In full and without alteration, transcribe the listing.

▼

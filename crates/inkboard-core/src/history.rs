//! Bounded undo/redo stack of reversible actions.

use std::collections::VecDeque;

/// Default number of undo entries kept.
pub const DEFAULT_HISTORY_CAPACITY: usize = 100;

/// A reversible command applied against some context `C`.
///
/// `execute == false` means the local mutation already happened; the
/// action should only perform its side effects (network, persistence).
pub trait Action<C: ?Sized> {
    fn forward(&self, cx: &mut C, execute: bool);
    fn backward(&self, cx: &mut C, execute: bool);
}

/// Undo and redo history.
#[derive(Debug, Clone)]
pub struct ActionStack<A> {
    undo: VecDeque<A>,
    redo: Vec<A>,
    capacity: usize,
}

impl<A> Default for ActionStack<A> {
    fn default() -> Self {
        Self::new(DEFAULT_HISTORY_CAPACITY)
    }
}

impl<A> ActionStack<A> {
    pub fn new(capacity: usize) -> Self {
        Self {
            undo: VecDeque::with_capacity(capacity.min(DEFAULT_HISTORY_CAPACITY)),
            redo: Vec::new(),
            capacity: capacity.max(1),
        }
    }

    /// Record `action` and run its forward half. Clears redo history.
    pub fn push<C: ?Sized>(&mut self, action: A, cx: &mut C, execute: bool)
    where
        A: Action<C>,
    {
        if self.undo.len() >= self.capacity {
            self.undo.pop_front();
        }
        action.forward(cx, execute);
        self.undo.push_back(action);
        self.redo.clear();
    }

    /// Returns true if undo was performed, false if nothing to undo.
    pub fn undo<C: ?Sized>(&mut self, cx: &mut C) -> bool
    where
        A: Action<C>,
    {
        let Some(action) = self.undo.pop_back() else {
            return false;
        };
        action.backward(cx, true);
        self.redo.push(action);
        true
    }

    /// Returns true if redo was performed, false if nothing to redo.
    pub fn redo<C: ?Sized>(&mut self, cx: &mut C) -> bool
    where
        A: Action<C>,
    {
        let Some(action) = self.redo.pop() else {
            return false;
        };
        action.forward(cx, true);
        self.undo.push_back(action);
        true
    }

    pub fn can_undo(&self) -> bool {
        !self.undo.is_empty()
    }

    pub fn can_redo(&self) -> bool {
        !self.redo.is_empty()
    }

    pub fn undo_len(&self) -> usize {
        self.undo.len()
    }

    pub fn redo_len(&self) -> usize {
        self.redo.len()
    }

    pub fn capacity(&self) -> usize {
        self.capacity
    }

    /// Most recent undoable action.
    pub fn last(&self) -> Option<&A> {
        self.undo.back()
    }

    pub fn clear(&mut self) {
        self.undo.clear();
        self.redo.clear();
    }
}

▲

• [TASK RESULT]
filename crates/inkboard-core/src/history.rs
//! Bounded undo/redo stack of reversible actions.

use std::collections::VecDeque;

/// Default number of undo entries kept.
pub const DEFAULT_HISTORY_CAPACITY: usize = 100;

/// A reversible command applied against some context `C`.
///
/// `execute == false` means the local mutation already happened; the
/// action should only perform its side effects (network, persistence).
pub trait Action<C: ?Sized> {
    fn forward(&self, cx: &mut C, execute: bool);
    fn backward(&self, cx: &mut C, execute: bool);
}

/// Undo and redo history.
#[derive(Debug, Clone)]
pub struct ActionStack<A> {
    undo: VecDeque<A>,
    redo: Vec<A>,
    capacity: usize,
}

impl<A> Default for ActionStack<A> {
    fn default() -> Self {
        Self::new(DEFAULT_HISTORY_CAPACITY)
    }
}

impl<A> ActionStack<A> {
    pub fn new(capacity: usize) -> Self {
        Self {
            undo: VecDeque::with_capacity(capacity.min(DEFAULT_HISTORY_CAPACITY)),
            redo: Vec::new(),
            capacity: capacity.max(1),
        }
    }

    /// Record `action` and run its forward half. Clears redo history.
    pub fn push<C: ?Sized>(&mut self, action: A, cx: &mut C, execute: bool)
    where
        A: Action<C>,
    {
        if self.undo.len() >= self.capacity {
            self.undo.pop_front();
        }
        action.forward(cx, execute);
        self.undo.push_back(action);
        self.redo.clear();
    }

    /// Returns true if undo was performed, false if nothing to undo.
    pub fn undo<C: ?Sized>(&mut self, cx: &mut C) -> bool
    where
        A: Action<C>,
    {
        let Some(action) = self.undo.pop_back() else {
            return false;
        };
        action.backward(cx, true);
        self.redo.push(action);
        true
    }

    /// Returns true if redo was performed, false if nothing to redo.
    pub fn redo<C: ?Sized>(&mut self, cx: &mut C) -> bool
    where
        A: Action<C>,
    {
        let Some(action) = self.redo.pop() else {
            return false;
        };
        action.forward(cx, true);
        self.undo.push_back(action);
        true
    }

    pub fn can_undo(&self) -> bool {
        !self.undo.is_empty()
    }

    pub fn can_redo(&self) -> bool {
        !self.redo.is_empty()
    }

    pub fn undo_len(&self) -> usize {
        self.undo.len()
    }

    pub fn redo_len(&self) -> usize {
        self.redo.len()
    }

    pub fn capacity(&self) -> usize {
        self.capacity
    }

    /// Most recent undoable action.
    pub fn last(&self) -> Option<&A> {
        self.undo.back()
    }

    pub fn clear(&mut self) {
        self.undo.clear();
        self.redo.clear();
    }
}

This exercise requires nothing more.